What the task requires: Check each line of the data, and copy those where "value" appears.

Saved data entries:

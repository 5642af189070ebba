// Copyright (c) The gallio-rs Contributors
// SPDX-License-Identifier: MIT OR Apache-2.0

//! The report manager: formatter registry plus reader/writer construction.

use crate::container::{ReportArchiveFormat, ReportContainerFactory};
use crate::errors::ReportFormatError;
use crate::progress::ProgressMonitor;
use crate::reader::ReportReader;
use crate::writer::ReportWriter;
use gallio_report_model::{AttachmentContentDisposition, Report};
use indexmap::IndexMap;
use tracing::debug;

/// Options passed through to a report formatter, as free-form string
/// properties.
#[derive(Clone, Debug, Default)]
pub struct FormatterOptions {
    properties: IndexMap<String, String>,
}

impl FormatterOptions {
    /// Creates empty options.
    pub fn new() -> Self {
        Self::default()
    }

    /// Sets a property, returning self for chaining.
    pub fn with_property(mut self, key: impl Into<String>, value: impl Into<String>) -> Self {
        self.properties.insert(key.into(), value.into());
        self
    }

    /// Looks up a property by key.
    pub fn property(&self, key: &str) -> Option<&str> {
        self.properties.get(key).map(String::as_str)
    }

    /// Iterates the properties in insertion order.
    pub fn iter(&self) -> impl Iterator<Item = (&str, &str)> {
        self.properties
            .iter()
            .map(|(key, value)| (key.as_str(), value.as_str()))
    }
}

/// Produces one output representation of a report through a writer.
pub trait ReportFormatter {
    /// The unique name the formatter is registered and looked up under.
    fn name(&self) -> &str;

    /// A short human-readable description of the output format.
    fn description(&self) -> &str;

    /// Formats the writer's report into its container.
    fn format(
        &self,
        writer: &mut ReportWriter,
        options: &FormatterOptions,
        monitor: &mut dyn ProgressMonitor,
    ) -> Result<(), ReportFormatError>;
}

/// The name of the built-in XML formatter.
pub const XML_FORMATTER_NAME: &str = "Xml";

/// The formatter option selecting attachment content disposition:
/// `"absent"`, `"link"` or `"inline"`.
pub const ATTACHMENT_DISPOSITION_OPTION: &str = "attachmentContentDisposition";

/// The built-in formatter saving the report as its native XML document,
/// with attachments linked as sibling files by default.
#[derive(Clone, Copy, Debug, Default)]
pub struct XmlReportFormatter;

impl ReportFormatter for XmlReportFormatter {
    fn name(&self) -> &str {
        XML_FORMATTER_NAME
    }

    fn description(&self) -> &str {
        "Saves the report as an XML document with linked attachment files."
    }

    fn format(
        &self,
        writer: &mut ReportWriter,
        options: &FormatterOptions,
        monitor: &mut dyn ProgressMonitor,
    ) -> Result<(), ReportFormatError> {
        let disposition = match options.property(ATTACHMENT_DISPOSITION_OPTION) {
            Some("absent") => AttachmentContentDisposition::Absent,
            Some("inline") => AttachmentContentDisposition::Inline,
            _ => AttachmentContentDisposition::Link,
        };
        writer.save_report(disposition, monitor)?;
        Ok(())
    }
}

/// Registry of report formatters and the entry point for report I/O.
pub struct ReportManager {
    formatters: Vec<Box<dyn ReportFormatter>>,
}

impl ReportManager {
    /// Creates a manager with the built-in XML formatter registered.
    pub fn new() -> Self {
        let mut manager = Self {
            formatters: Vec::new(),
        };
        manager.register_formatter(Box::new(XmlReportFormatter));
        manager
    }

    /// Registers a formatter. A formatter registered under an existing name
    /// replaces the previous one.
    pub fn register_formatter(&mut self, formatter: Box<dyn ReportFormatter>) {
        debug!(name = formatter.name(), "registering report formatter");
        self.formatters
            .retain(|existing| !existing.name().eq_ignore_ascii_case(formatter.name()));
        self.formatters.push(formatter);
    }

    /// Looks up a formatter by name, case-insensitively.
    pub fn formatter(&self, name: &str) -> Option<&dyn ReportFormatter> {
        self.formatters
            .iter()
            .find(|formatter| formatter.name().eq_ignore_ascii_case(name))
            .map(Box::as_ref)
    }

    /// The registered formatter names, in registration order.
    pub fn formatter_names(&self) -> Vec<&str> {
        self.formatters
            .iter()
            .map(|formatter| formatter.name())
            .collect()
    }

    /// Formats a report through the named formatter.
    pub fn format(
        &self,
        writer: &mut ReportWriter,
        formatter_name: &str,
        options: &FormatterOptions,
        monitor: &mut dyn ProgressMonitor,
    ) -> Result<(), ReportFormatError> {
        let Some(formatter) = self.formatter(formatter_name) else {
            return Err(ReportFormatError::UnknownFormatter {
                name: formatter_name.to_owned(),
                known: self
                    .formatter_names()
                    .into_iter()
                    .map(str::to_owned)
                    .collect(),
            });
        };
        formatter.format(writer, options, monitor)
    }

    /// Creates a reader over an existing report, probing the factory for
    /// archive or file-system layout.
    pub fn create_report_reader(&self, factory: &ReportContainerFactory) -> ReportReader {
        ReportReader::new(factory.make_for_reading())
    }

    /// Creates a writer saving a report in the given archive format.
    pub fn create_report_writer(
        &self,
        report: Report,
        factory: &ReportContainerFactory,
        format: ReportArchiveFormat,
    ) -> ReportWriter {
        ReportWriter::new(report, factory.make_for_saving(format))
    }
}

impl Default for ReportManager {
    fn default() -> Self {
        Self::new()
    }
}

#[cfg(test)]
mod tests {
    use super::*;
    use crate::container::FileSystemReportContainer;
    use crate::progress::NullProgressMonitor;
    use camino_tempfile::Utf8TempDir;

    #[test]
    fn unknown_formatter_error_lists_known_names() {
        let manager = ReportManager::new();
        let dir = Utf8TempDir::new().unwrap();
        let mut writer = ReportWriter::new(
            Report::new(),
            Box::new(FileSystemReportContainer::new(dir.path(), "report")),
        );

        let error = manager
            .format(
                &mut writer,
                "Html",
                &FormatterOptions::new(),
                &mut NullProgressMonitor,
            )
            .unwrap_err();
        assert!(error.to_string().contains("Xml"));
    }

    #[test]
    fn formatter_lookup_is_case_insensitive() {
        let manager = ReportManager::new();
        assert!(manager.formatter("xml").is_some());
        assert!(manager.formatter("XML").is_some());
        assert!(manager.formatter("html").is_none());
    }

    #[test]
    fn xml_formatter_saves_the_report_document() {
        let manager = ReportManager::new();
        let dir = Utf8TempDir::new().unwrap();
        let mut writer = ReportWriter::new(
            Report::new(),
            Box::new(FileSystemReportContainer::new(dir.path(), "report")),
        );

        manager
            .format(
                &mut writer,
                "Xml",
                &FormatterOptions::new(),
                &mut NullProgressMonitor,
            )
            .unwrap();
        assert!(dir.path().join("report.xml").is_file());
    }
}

Finished exercise:
    pub fn with_property(mut self, key: impl Into<String>, value: impl Into<String>) -> Self {
        self.properties.insert(key.into(), value.into());
            .map(|(key, value)| (key.as_str(), value.as_str()))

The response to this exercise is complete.